Candlelit vigil held for victims of Sydney knife attack
The Guardian|Test April 22, 2024
Hundreds of people attended a candlelit vigil at Bondi Beach on Sunday evening to remember the victims of Australia's worst mass killings in years, with speeches, music and a minute's silence.
Tory Shepherd
Candlelit vigil held for victims of Sydney knife attack

Six people were killed and many more injured when Joel Cauchi carried out his attack on 13 April. At least 12 others, including nine women, were taken to hospital after suffering stab wounds, and six remain in hospital. A police officer, Amy Scott, shot Cauchi dead at the scene.
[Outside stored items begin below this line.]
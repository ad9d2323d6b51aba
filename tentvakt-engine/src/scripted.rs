//! Deterministic scripted execution.
//!
//! Replays a scenario against a fresh session with a virtual clock, then
//! hashes the accepted-event stream and final state. A scenario carrying
//! an expected hash becomes a regression check: any drift in
//! classification, ordering, or lockout behavior changes the hash.

use tracing::{error, info, instrument};

use tentvakt_core::event::SecurityEvent;
use tentvakt_core::session::{LockReason, SessionProjection, SessionState};
use tentvakt_simulator::{Scenario, ScenarioStep, VirtualClock};

use crate::error::EngineError;
use crate::runtime::ProctorRuntime;
use crate::source::SourceCommand;

/// Result of one scripted run.
#[derive(Clone, Debug)]
pub struct ScenarioReport {
    pub name: String,
    pub projection: SessionProjection,
    /// Every accepted event, oldest first.
    pub events: Vec<SecurityEvent>,
    pub state_hash: String,
}

impl ProctorRuntime {
    /// Replays the scenario synchronously. Steps delivered after a lockout
    /// are state-gated no-ops, exactly as live signals would be.
    #[instrument(skip_all, fields(scenario = %scenario.name))]
    pub fn run_scripted(&mut self, scenario: &Scenario) -> Result<ScenarioReport, EngineError> {
        let clock = VirtualClock::new(0);

        for step in &scenario.steps {
            match step {
                ScenarioStep::Signal(signal) => self.handle_signal(signal, clock.now_ns()),
                ScenarioStep::Tick(secs) => {
                    for _ in 0..*secs {
                        clock.advance_secs(1);
                        self.handle_tick();
                    }
                }
                ScenarioStep::Viewport(sample) => {
                    self.last_viewport = Some(*sample);
                    self.poll_devtools(clock.now_ns());
                }
                ScenarioStep::StartMonitoring => {
                    self.handle_command(SourceCommand::StartMonitoring, clock.now_ns())
                }
                ScenarioStep::StopMonitoring => {
                    self.handle_command(SourceCommand::StopMonitoring, clock.now_ns())
                }
                ScenarioStep::Reset => self.handle_command(SourceCommand::Reset, clock.now_ns()),
            }
        }

        let mut events = Vec::new();
        while let Some(event) = self.bus.drain_next() {
            events.push(event);
        }

        let projection = self.projection();
        let state_hash = hash_state(&events, &projection);
        self.diagnostics
            .record_scenario_hash(&scenario.name, &state_hash);

        if let Some(expected) = &scenario.expected_hash {
            if *expected != state_hash {
                match self
                    .diagnostics
                    .record_mismatch(&scenario.name, expected, &state_hash)
                {
                    Ok(filename) => error!("Mismatch report saved to: {filename}"),
                    Err(e) => error!("Failed to write mismatch report: {e}"),
                }
                return Err(EngineError::Validation(format!(
                    "scenario '{}': expected {expected}, got {state_hash}",
                    scenario.name
                )));
            }
            info!("Scenario hash validated");
        }

        Ok(ScenarioReport {
            name: scenario.name.clone(),
            projection,
            events,
            state_hash,
        })
    }
}

fn hash_state(events: &[SecurityEvent], projection: &SessionProjection) -> String {
    let mut hasher = blake3::Hasher::new();
    for event in events {
        hasher.update(&event.id.to_le_bytes());
        hasher.update(event.kind.as_str().as_bytes());
        hasher.update(event.severity.as_str().as_bytes());
        hasher.update(&event.occurred_at_ns.to_le_bytes());
    }
    hasher.update(&projection.violation_count.to_le_bytes());
    hasher.update(&projection.elapsed_secs.to_le_bytes());
    let state_tag: u8 = match projection.state {
        SessionState::Active => 0,
        SessionState::Locked(LockReason::ViolationThreshold) => 1,
        SessionState::Locked(LockReason::TimeExpired) => 2,
    };
    hasher.update(&[state_tag]);
    hex::encode(hasher.finalize().as_bytes())
}

#[cfg(test)]
mod tests {
    use super::*;
    use tentvakt_config::TentvaktConfig;
    use tentvakt_core::signal::{Signal, SignalKind};
    use tentvakt_simulator::RandomSignalDriver;

    fn runtime() -> ProctorRuntime {
        ProctorRuntime::new(TentvaktConfig::default())
    }

    fn mixed_violation_scenario() -> Scenario {
        Scenario {
            name: "mixed-violations".into(),
            steps: vec![
                ScenarioStep::StartMonitoring,
                ScenarioStep::Signal(Signal::TabHidden),
                ScenarioStep::Signal(Signal::WindowBlur),
                ScenarioStep::Signal(Signal::ContextMenuAttempt),
                ScenarioStep::Signal(Signal::CopyAttempt),
                ScenarioStep::Signal(Signal::PasteAttempt),
            ],
            expected_hash: None,
        }
    }

    #[test]
    fn mixed_violations_lock_at_the_threshold() {
        let report = runtime().run_scripted(&mixed_violation_scenario()).unwrap();
        assert_eq!(
            report.projection.state,
            SessionState::Locked(LockReason::ViolationThreshold)
        );
        assert_eq!(report.projection.violation_count, 5);
        assert_eq!(report.events.len(), 5);
    }

    #[test]
    fn expiry_locks_with_zero_violations() {
        let scenario = Scenario {
            name: "expiry".into(),
            steps: vec![ScenarioStep::StartMonitoring, ScenarioStep::Tick(3)],
            expected_hash: None,
        };
        let mut config = TentvaktConfig::default();
        config.session.time_limit_secs = Some(3);

        let mut runtime = ProctorRuntime::new(config);
        let report = runtime.run_scripted(&scenario).unwrap();
        assert_eq!(
            report.projection.state,
            SessionState::Locked(LockReason::TimeExpired)
        );
        assert_eq!(report.projection.violation_count, 0);
    }

    #[test]
    fn signals_after_stop_are_suppressed() {
        let scenario = Scenario {
            name: "stop-gate".into(),
            steps: vec![
                ScenarioStep::StartMonitoring,
                ScenarioStep::StopMonitoring,
                ScenarioStep::Signal(Signal::TabHidden),
            ],
            expected_hash: None,
        };
        let report = runtime().run_scripted(&scenario).unwrap();
        // Only the stop marker is recorded.
        assert_eq!(report.projection.violation_count, 1);
        assert_eq!(report.events[0].kind, SignalKind::MonitoringStopped);
    }

    #[test]
    fn replay_is_deterministic() {
        let scenario = mixed_violation_scenario();
        let a = runtime().run_scripted(&scenario).unwrap();
        let b = runtime().run_scripted(&scenario).unwrap();
        assert_eq!(a.state_hash, b.state_hash);
    }

    #[test]
    fn hash_mismatch_is_a_validation_error() {
        let mut scenario = mixed_violation_scenario();
        scenario.expected_hash = Some("0000".into());
        let err = runtime().run_scripted(&scenario).unwrap_err();
        assert!(matches!(err, EngineError::Validation(_)));
    }

    #[test]
    fn expected_hash_roundtrip_validates() {
        let mut scenario = mixed_violation_scenario();
        let first = runtime().run_scripted(&scenario).unwrap();
        scenario.expected_hash = Some(first.state_hash);
        runtime().run_scripted(&scenario).unwrap();
    }

    #[test]
    fn random_scenarios_never_exceed_the_threshold() {
        for seed in 0..20 {
            let scenario = RandomSignalDriver::scenario(seed, 200);
            let report = runtime().run_scripted(&scenario).unwrap();
            // Locked runs stop counting at the threshold; active runs
            // stayed below it.
            match report.projection.state {
                SessionState::Locked(LockReason::ViolationThreshold) => {
                    assert_eq!(report.projection.violation_count, 5)
                }
                SessionState::Locked(LockReason::TimeExpired) => {
                    assert!(report.projection.violation_count < 5)
                }
                SessionState::Active => assert!(report.projection.violation_count < 5),
            }
        }
    }
}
Five of the six killed were women - Ash Good, 38, Dawn Singleton, 25, Jade Young, 47, Pikria Darchia, 55, and Yixuan Cheng, 27. Faraz Tahir, a 30-year-old refugee who fled persecution in his native Pakistan, was also killed.

The prime minister, Anthony Albanese, and the opposition leader, Peter Dutton, were among those who lit candles. Albanese said the crowd gathered "to grieve for what has been stolen from us".

"All the possibility and potential.

All the kindness and humanity," he said. "All the love and laughter of the six lives snatched away on that hardest of Saturday afternoons." He said the vigil was to honour the victims and to "mourn for all the years of joy they should have known".